Maybe it's just as well because I think the topic title is slightly misconceived.

A concept is incoherent when it contains mutually contradictory features. For example the concepts of a married bachelor, or a giant pygmy, or a round square are incoherent because the first term in each contradicts and precludes the second and vice-versa.

But naturalism itself is not incoherent in this way. There don't appear, to me at least, any internal contradictions in the view that nature, as can be described by science, is all there is.

However, this is not to say that there are not coherence problems in trying to live as a consistent naturalist. Many who adopt a naturalist worldview find themselves unable to live with it.

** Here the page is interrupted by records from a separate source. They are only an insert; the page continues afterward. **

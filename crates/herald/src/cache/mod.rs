// SPDX-License-Identifier: Apache-2.0 OR MIT
// Copyright (c) 2025-2026 naskel.com

//! Keyed in-memory cache stores
//!
//! Every stateful component keeps its records in a [`CacheStore`]: subscriber
//! lists, registered topics, consumer topic selections, message sync state and
//! discovered providers.
//!
//! # Design
//!
//! - One store holds one entry kind ([`CacheEntry::KIND`]).
//! - At most one entry per key. Writing an existing key either merges
//!   (subscribers, providers, sync state) or is rejected (topics, selections).
//! - Iteration follows insertion order; merges keep the original position.
//! - A store is not synchronized. Owners wrap each store in its own
//!   `parking_lot::Mutex` and hold it for the whole operation, merge included.
//!
//! Lookups are hash based, ordering comes from a sequence-keyed `BTreeMap`.

mod entries;

pub use entries::{
    DiscoveredProvider, MessageSyncEntry, RegisteredTopic, SubscriberRecord, TopicSelection,
};

use crate::error::{Error, Result};
use std::borrow::Borrow;
use std::collections::{BTreeMap, HashMap};
use std::fmt;
use std::hash::Hash;

/// Entry kinds held by cache stores.
#[derive(Debug, Clone, Copy, PartialEq, Eq, Hash)]
pub enum CacheKind {
    Subscriber,
    MessageSync,
    RegisteredTopic,
    ConsumerTopic,
    DiscoveredProvider,
}

impl CacheKind {
    #[must_use]
    pub fn name(self) -> &'static str {
        match self {
            CacheKind::Subscriber => "subscriber",
            CacheKind::MessageSync => "message sync",
            CacheKind::RegisteredTopic => "registered topic",
            CacheKind::ConsumerTopic => "consumer topic",
            CacheKind::DiscoveredProvider => "provider",
        }
    }
}

impl fmt::Display for CacheKind {
    fn fmt(&self, f: &mut fmt::Formatter<'_>) -> fmt::Result {
        f.write_str(self.name())
    }
}

/// Result of folding an incoming entry into an existing one.
#[derive(Debug, Clone, Copy, PartialEq, Eq)]
pub enum MergeResult {
    /// The existing entry changed.
    Merged,
    /// The incoming entry carried nothing new.
    Unchanged,
    /// The kind does not accept duplicates.
    Rejected,
}

/// Outcome of [`CacheStore::write`].
#[derive(Debug, Clone, Copy, PartialEq, Eq)]
pub enum WriteOutcome {
    Inserted,
    Merged,
    Unchanged,
}

/// A record that can live in a [`CacheStore`].
pub trait CacheEntry: Send + 'static {
    /// Kind-specific lookup key.
    type Key: Eq + Hash + Clone + fmt::Debug + Send;

    const KIND: CacheKind;

    fn key(&self) -> Self::Key;

    /// Fold `incoming` (same key) into `self`.
    ///
    /// The default rejects duplicates; merging kinds override it.
    fn merge(&mut self, incoming: Self) -> MergeResult
    where
        Self: Sized,
    {
        let _ = incoming;
        MergeResult::Rejected
    }
}

/// Ordered, keyed store of one entry kind.
pub struct CacheStore<E: CacheEntry> {
    index: HashMap<E::Key, u64>,
    entries: BTreeMap<u64, E>,
    next_seq: u64,
}

impl<E: CacheEntry> CacheStore<E> {
    #[must_use]
    pub fn new() -> Self {
        Self {
            index: HashMap::new(),
            entries: BTreeMap::new(),
            next_seq: 0,
        }
    }

    #[inline]
    #[must_use]
    pub fn kind(&self) -> CacheKind {
        E::KIND
    }

    #[inline]
    #[must_use]
    pub fn len(&self) -> usize {
        self.entries.len()
    }

    #[inline]
    #[must_use]
    pub fn is_empty(&self) -> bool {
        self.entries.is_empty()
    }

    /// Look up an entry by key.
    pub fn read<Q>(&self, key: &Q) -> Option<&E>
    where
        E::Key: Borrow<Q>,
        Q: Hash + Eq + ?Sized,
    {
        let seq = self.index.get(key)?;
        self.entries.get(seq)
    }

    pub fn contains<Q>(&self, key: &Q) -> bool
    where
        E::Key: Borrow<Q>,
        Q: Hash + Eq + ?Sized,
    {
        self.index.contains_key(key)
    }

    /// Insert `entry`, or merge it into the entry already stored under its key.
    ///
    /// # Errors
    ///
    /// `Error::AlreadyPresent` when the key exists and the kind rejects duplicates.
    pub fn write(&mut self, entry: E) -> Result<WriteOutcome> {
        let key = entry.key();
        if let Some(&seq) = self.index.get(&key) {
            let Some(existing) = self.entries.get_mut(&seq) else {
                // Index and entries are updated together; a miss means the
                // index is stale, so repair it and fall through to insert.
                log::error!("[CacheStore] stale index for {} {:?}", E::KIND, key);
                self.index.remove(&key);
                return self.insert(key, entry);
            };
            return match existing.merge(entry) {
                MergeResult::Merged => Ok(WriteOutcome::Merged),
                MergeResult::Unchanged => Ok(WriteOutcome::Unchanged),
                MergeResult::Rejected => Err(Error::AlreadyPresent {
                    kind: E::KIND.name(),
                    key: format!("{:?}", key),
                }),
            };
        }
        self.insert(key, entry)
    }

    fn insert(&mut self, key: E::Key, entry: E) -> Result<WriteOutcome> {
        let seq = self.next_seq;
        self.next_seq += 1;
        self.index.insert(key, seq);
        self.entries.insert(seq, entry);
        Ok(WriteOutcome::Inserted)
    }

    /// Mutate the entry stored under `key` in place.
    ///
    /// The closure must not change the entry's key. Returns `None` if absent.
    pub fn update<Q, R>(&mut self, key: &Q, f: impl FnOnce(&mut E) -> R) -> Option<R>
    where
        E::Key: Borrow<Q>,
        Q: Hash + Eq + ?Sized,
    {
        let seq = self.index.get(key)?;
        let entry = self.entries.get_mut(seq)?;
        let result = f(entry);
        debug_assert!(
            <E::Key as Borrow<Q>>::borrow(&entry.key()) == key,
            "cache update changed the entry key"
        );
        Some(result)
    }

    /// Remove the entry stored under `key`; `None` is the not-found result.
    pub fn delete<Q>(&mut self, key: &Q) -> Option<E>
    where
        E::Key: Borrow<Q>,
        Q: Hash + Eq + ?Sized,
    {
        let seq = self.index.remove(key)?;
        self.entries.remove(&seq)
    }

    /// Remove the first entry (in insertion order) matching `pred`.
    pub fn delete_where(&mut self, mut pred: impl FnMut(&E) -> bool) -> Option<E> {
        let seq = self
            .entries
            .iter()
            .find_map(|(seq, entry)| pred(entry).then_some(*seq))?;
        let entry = self.entries.remove(&seq)?;
        self.index.remove(&entry.key());
        Some(entry)
    }

    /// Keep only entries matching `keep`; returns how many were removed.
    pub fn retain(&mut self, mut keep: impl FnMut(&E) -> bool) -> usize {
        let before = self.entries.len();
        let index = &mut self.index;
        self.entries.retain(|_, entry| {
            if keep(entry) {
                true
            } else {
                index.remove(&entry.key());
                false
            }
        });
        before - self.entries.len()
    }

    /// First entry (in insertion order) matching `pred`.
    pub fn find(&self, mut pred: impl FnMut(&E) -> bool) -> Option<&E> {
        self.entries.values().find(|entry| pred(entry))
    }

    /// Entries in insertion order.
    pub fn iter(&self) -> impl Iterator<Item = &E> {
        self.entries.values()
    }

    /// Release every entry; returns how many were held.
    pub fn clear(&mut self) -> usize {
        let count = self.entries.len();
        self.entries.clear();
        self.index.clear();
        count
    }

    /// Release every entry and the store itself.
    pub fn destroy(mut self) -> usize {
        let count = self.clear();
        log::debug!("[CacheStore] destroyed {} store ({} entries)", E::KIND, count);
        count
    }
}

impl<E: CacheEntry> Default for CacheStore<E> {
    fn default() -> Self {
        Self::new()
    }
}

impl<E: CacheEntry + fmt::Debug> fmt::Debug for CacheStore<E> {
    fn fmt(&self, f: &mut fmt::Formatter<'_>) -> fmt::Result {
        f.debug_struct("CacheStore")
            .field("kind", &E::KIND)
            .field("entries", &self.entries.values().collect::<Vec<_>>())
            .finish()
    }
}

#[cfg(test)]
mod tests {
    use super::*;

    #[derive(Debug, Clone, PartialEq)]
    struct Counter {
        name: String,
        hits: u32,
    }

    impl CacheEntry for Counter {
        type Key = String;
        const KIND: CacheKind = CacheKind::MessageSync;

        fn key(&self) -> String {
            self.name.clone()
        }

        fn merge(&mut self, incoming: Self) -> MergeResult {
            if incoming.hits == 0 {
                return MergeResult::Unchanged;
            }
            self.hits += incoming.hits;
            MergeResult::Merged
        }
    }

    #[derive(Debug)]
    struct Unique(&'static str);

    impl CacheEntry for Unique {
        type Key = &'static str;
        const KIND: CacheKind = CacheKind::RegisteredTopic;

        fn key(&self) -> &'static str {
            self.0
        }
    }

    fn counter(name: &str, hits: u32) -> Counter {
        Counter {
            name: name.to_string(),
            hits,
        }
    }

    #[test]
    fn test_write_inserts_then_merges() {
        let mut store = CacheStore::new();
        assert_eq!(store.write(counter("a", 1)).unwrap(), WriteOutcome::Inserted);
        assert_eq!(store.write(counter("a", 2)).unwrap(), WriteOutcome::Merged);
        assert_eq!(store.write(counter("a", 0)).unwrap(), WriteOutcome::Unchanged);
        assert_eq!(store.len(), 1);
        assert_eq!(store.read("a").map(|c| c.hits), Some(3));
    }

    #[test]
    fn test_write_rejects_duplicates_for_unique_kinds() {
        let mut store = CacheStore::new();
        store.write(Unique("weather")).unwrap();
        let err = store.write(Unique("weather")).unwrap_err();
        assert!(matches!(
            err,
            Error::AlreadyPresent {
                kind: "registered topic",
                ..
            }
        ));
        assert_eq!(store.len(), 1);
    }

    #[test]
    fn test_iteration_keeps_insertion_order_across_merges() {
        let mut store = CacheStore::new();
        store.write(counter("c", 1)).unwrap();
        store.write(counter("a", 1)).unwrap();
        store.write(counter("b", 1)).unwrap();
        store.write(counter("c", 5)).unwrap();

        let names: Vec<_> = store.iter().map(|c| c.name.as_str()).collect();
        assert_eq!(names, ["c", "a", "b"]);
    }

    #[test]
    fn test_delete_missing_is_not_found() {
        let mut store: CacheStore<Counter> = CacheStore::new();
        assert!(store.delete("nothing").is_none());

        store.write(counter("x", 1)).unwrap();
        assert!(store.delete("x").is_some());
        assert!(store.delete("x").is_none());
        assert!(store.is_empty());
    }

    #[test]
    fn test_reinsert_after_delete_goes_to_back() {
        let mut store = CacheStore::new();
        store.write(counter("a", 1)).unwrap();
        store.write(counter("b", 1)).unwrap();
        store.delete("a");
        store.write(counter("a", 1)).unwrap();

        let names: Vec<_> = store.iter().map(|c| c.name.as_str()).collect();
        assert_eq!(names, ["b", "a"]);
    }

    #[test]
    fn test_delete_where_and_retain_keep_index_consistent() {
        let mut store = CacheStore::new();
        for (name, hits) in [("a", 1), ("b", 2), ("c", 3), ("d", 4)] {
            store.write(counter(name, hits)).unwrap();
        }

        let removed = store.delete_where(|c| c.hits % 2 == 0).expect("b matches");
        assert_eq!(removed.name, "b");
        assert!(!store.contains("b"));

        assert_eq!(store.retain(|c| c.hits < 3), 2);
        assert!(store.contains("a"));
        assert!(!store.contains("c"));
        assert!(!store.contains("d"));

        // Removed keys can be written again.
        assert_eq!(store.write(counter("d", 1)).unwrap(), WriteOutcome::Inserted);
    }

    #[test]
    fn test_update_in_place() {
        let mut store = CacheStore::new();
        store.write(counter("a", 1)).unwrap();
        assert_eq!(store.update("a", |c| {
            c.hits = 10;
            c.hits
        }), Some(10));
        assert_eq!(store.update("missing", |c| c.hits), None);
        assert_eq!(store.read("a").map(|c| c.hits), Some(10));
    }

    #[test]
    fn test_find_and_destroy() {
        let mut store = CacheStore::new();
        store.write(counter("a", 1)).unwrap();
        store.write(counter("b", 7)).unwrap();
        assert_eq!(store.find(|c| c.hits == 7).map(|c| c.name.as_str()), Some("b"));
        assert!(store.find(|c| c.hits == 99).is_none());
        assert_eq!(store.destroy(), 2);
    }
}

For example, most of us desire a number of what might be called existential qualities in our lives, none of which can be sustained under naturalism:
  • We desire meaning in our lives. Viktor Frankl, a holocaust survivor, wrote in Man's Search for Meaning that men can't live without meaning. Yet on naturalism, there is no meaning to be found anywhere in the cosmos, just "blind, pitiless indifference" in the words of Richard Dawkins.
  • We desire to ground our moral judgments in something solid, but on naturalism morality is "just an illusion, fobbed off on us by our genes, to get us to cooperate with each other" according to Michael Ruse. Nothing is really right or wrong in a moral sense. It's just useful or not in promoting the survival of the species.
  • We desire justice, but on naturalism death is the end and the selfish and cruel have the same fate as their victims - extinction. Unless there's accountability for our actions justice is a fiction.
  • We desire dignity, but on naturalism we're just animals, gobs of protoplasm in thrall to our genes, with no free will and no real specialness. In the words of Stephen Hawking "The human race is just a chemical scum on a moderate-sized planet." Supreme Court Justice Oliver Wendell Holmes puts it this way: "I see no reason for attributing to man a significance different in kind from that which belongs to a baboon or a grain of sand." On naturalism no lives matter.
  • We desire to live, but on naturalism we all die and when those we love are gone they're gone forever. The late Will Provine of Cornell University writes: "There are no gods, no purposes, and no goal-directed forces of any kind. There is no life after death...no ultimate foundation for ethics, no ultimate meaning in life, and no free will."
  • We desire happiness, but on naturalism the fate of most humans who've ever walked the earth has been simply to be born, suffer, and die. There are moments of pleasure, Woody Allen once said, "but they don't add up to anything."
Most people who believe that the natural world is all there is, however, can't live consistently with these implications of their basic assumption. They're like a person who suffers from dissociative identity disorder. They live their daily existence as though their lives were meaningful, as though there were such things as justice, dignity, and morality, but then they switch into their alter ego and insist that the only thing that could actually make any of these possible - i.e., God - doesn't exist.

There's an incoherence in naturalism, to be sure, but it's not found in the concept. Rather, it's found in the attempt to live as though the concept were true.